The series follows Emily (Lily Collins), a Chicago-based young professional who works at a marketing firm. Emily’s personality, work ethic, and outfits are over the top, making her an amusing character to watch, but one you’re glad doesn’t actually exist.
Her employer acquires a Paris-based firm called Savoir and decides that an American representative should be sent to offer an American point of view. Taking her work ethic and outrageous outfits with her, Emily sets off for Paris, landing to a frosty welcome from her new Parisian co-workers.
Her boss, Sylvie (Philippine Leroy-Beaulieu), is particularly unwelcoming. Perhaps it’s because Sylvie’s lover, Antoine (William Abadie), who also happens to be a client of Savoir’s, has taken a liking to Emily, as do most of the men that Emily encounters. Emily’s string of flings includes Gabriel (Lucas Bravo), a chef who lives in Emily’s building.
Between her flings, Emily befriends Mindy (Ashley Park) and Camille (Camille Razat). Mindy is also an expat who fled from China after an embarrassing stint on a televised singing competition. Camille is Parisian, although you don’t learn much about her history other than the fact that her family owns a vineyard. Oh, and that she’s *SPOILER ALERT* Gabriel’s girlfriend, which makes things très, très complicated.
Emily eventually breaks ground at work, which wins over her co-workers, all while becoming an influencer overnight, which could have been an interesting detail, but wasn’t.
The writing is perfectly campy and clichéd, making it an easy and enjoyable watch. The storyline is predictable but it is trending nonetheless, likely due in part to its time of release. Amid a pandemic, people want an escape from depressing headlines; Paris, through a TV screen, is as close as most people can get right now; and people miss putting on something other than sweatpants.
Where Emily in Paris really shines is the clothing.
Patricia Field, a costume designer, known for her work on Sex and the City and The Devil Wears Prada, is behind the series’ costumes. Field impressively built distinct visual identities for each character.
The writers may have failed Camille, but Field made her the most memorable character as far as costuming goes. Field nailed Camille’s French it-girl style using French designer duds to construct classic ensembles, with a twist.

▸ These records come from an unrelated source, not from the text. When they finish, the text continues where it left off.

//! Catalog ARN parsing.
//!
//! Table ARNs have the shape
//! `arn:<partition>:<service>:<region>:<accountId>:table/<database>/<table>`
//! and are parsed positionally.

use std::fmt;
use std::str::FromStr;

use crate::{ArnError, CatalogObjectRef};

const ARN_FIELDS: usize = 6;

/// A parsed catalog table ARN.
#[derive(Debug, Clone, PartialEq, Eq, Hash)]
pub struct TableArn {
    pub partition: String,
    pub service: String,
    pub region: String,
    pub account_id: String,
    pub database: String,
    pub table: String,
}

impl TableArn {
    /// Parse a table ARN. Every field must be non-empty.
    pub fn parse(arn: &str) -> Result<Self, ArnError> {
        let fields: Vec<&str> = arn.splitn(ARN_FIELDS, ':').collect();
        if fields.len() != ARN_FIELDS {
            return Err(ArnError::FieldCount {
                arn: arn.to_string(),
                expected: ARN_FIELDS,
                got: fields.len(),
            });
        }
        if fields[0] != "arn" {
            return Err(malformed(arn, "missing 'arn' prefix"));
        }

        let (partition, service, region, account_id) = (fields[1], fields[2], fields[3], fields[4]);
        for (name, value) in [
            ("partition", partition),
            ("service", service),
            ("region", region),
            ("account id", account_id),
        ] {
            if value.is_empty() {
                return Err(malformed(arn, &format!("empty {}", name)));
            }
        }
        if !account_id.chars().all(|c| c.is_ascii_digit()) {
            return Err(malformed(arn, "account id must be numeric"));
        }

        let resource: Vec<&str> = fields[5].split('/').collect();
        let (database, table) = match resource.as_slice() {
            ["table", database, table] if !database.is_empty() && !table.is_empty() => {
                (*database, *table)
            }
            _ => {
                return Err(malformed(
                    arn,
                    "resource must be 'table/<database>/<table>'",
                ))
            }
        };

        Ok(Self {
            partition: partition.to_string(),
            service: service.to_string(),
            region: region.to_string(),
            account_id: account_id.to_string(),
            database: database.to_string(),
            table: table.to_string(),
        })
    }

    /// The catalog object this ARN points at. The catalog id is the owning account.
    pub fn object_ref(&self) -> CatalogObjectRef {
        CatalogObjectRef::new(&self.account_id, &self.database, &self.table)
    }
}

impl FromStr for TableArn {
    type Err = ArnError;

    fn from_str(s: &str) -> Result<Self, Self::Err> {
        Self::parse(s)
    }
}

impl fmt::Display for TableArn {
    fn fmt(&self, f: &mut fmt::Formatter<'_>) -> fmt::Result {
        write!(
            f,
            "arn:{}:{}:{}:{}:table/{}/{}",
            self.partition, self.service, self.region, self.account_id, self.database, self.table
        )
    }
}

/// Build the ARN of a named event bus in a given account and region.
pub fn event_bus_arn(partition: &str, region: &str, account_id: &str, bus_name: &str) -> String {
    format!(
        "arn:{}:events:{}:{}:event-bus/{}",
        partition, region, account_id, bus_name
    )
}

fn malformed(arn: &str, reason: &str) -> ArnError {
    ArnError::Malformed {
        arn: arn.to_string(),
        reason: reason.to_string(),
    }
}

Sylvie’s high-end, sophisticated style perfectly complements her poised and confident demeanour. Antoine exudes luxury in sharply tailored suits, making him a perfect match for Sylvie, despite their unlawful arrangement.
Speaking of unlawful arrangements… when not in a chef’s uniform, Gabriel looks perfectly understated in white tees and denim.
On the flip, we have Emily. At first glance, her style is alarming. The brightly coloured ensembles and gaudy accessories clash with, well, just about everything and everyone she encounters. Once you get past the initial shock, her style becomes oddly charming, like her.
Field expertly weaves in references to iconic on-film fashion and runway looks, inviting viewers on a treasure hunt for Audrey Hepburn inspired evening wear and Carrie Bradshaw-esque jewelry. Unfortunately, during your search, you may start to pick up on problematic tidbits throughout the show.
What’s troubling is that Emily is presented as a righteous, do-gooder who has arrived to save the French from themselves. She urges everyone around her to conform to her ways with complete disregard for the fact that she is the foreigner.
Waltzing into Paris, she expects everyone to speak English and seems offended when they don’t. Mindy offers a stereotype-ridden explanation for the supposedly rude behaviours of Chinese and French people, which wrongfully suggests all foreigners feel the same way about French people.
In the episode “Sexy or sexist?” Emily challenges Antoine and outright shames Sylvie for a marketing campaign that she feels is sexist and, therefore, offensive. Once again, French culture is negatively portrayed, with Emily there to guide them down a path towards gender equality. However, the last time I checked, shaming other women was not in style.
Emily is quick to judge her acquaintances’ lifestyles, especially those who sleep with married men. Yet, she finds herself lip-locked with Gabriel one day and in bed with Camille’s 17-year old brother the next (a highly unnecessary plot twist, if you ask me).
The show presents French people as outdated, sexist and rude, and positions Emily as their moral guide, which has reasonably and rightfully offended many people. Although I cannot speak on their behalf, I would guess that there are plenty of real French people already advocating for gender equality who have a more thorough understanding of their culture. They certainly don’t need a fictional American character by the name of Emily to come in and save the day.
The show ends with every plotline almost resolved, seamlessly setting up for a sure-to-be successful season two. Emily in Paris, if not taken too seriously, truly is delightful. Take pleasure in the fantasy-like fashion and take Emily’s opinions on Parisians with a grain of salt. Besides, if we can’t leave the house, we may as well head to Paris with Emily.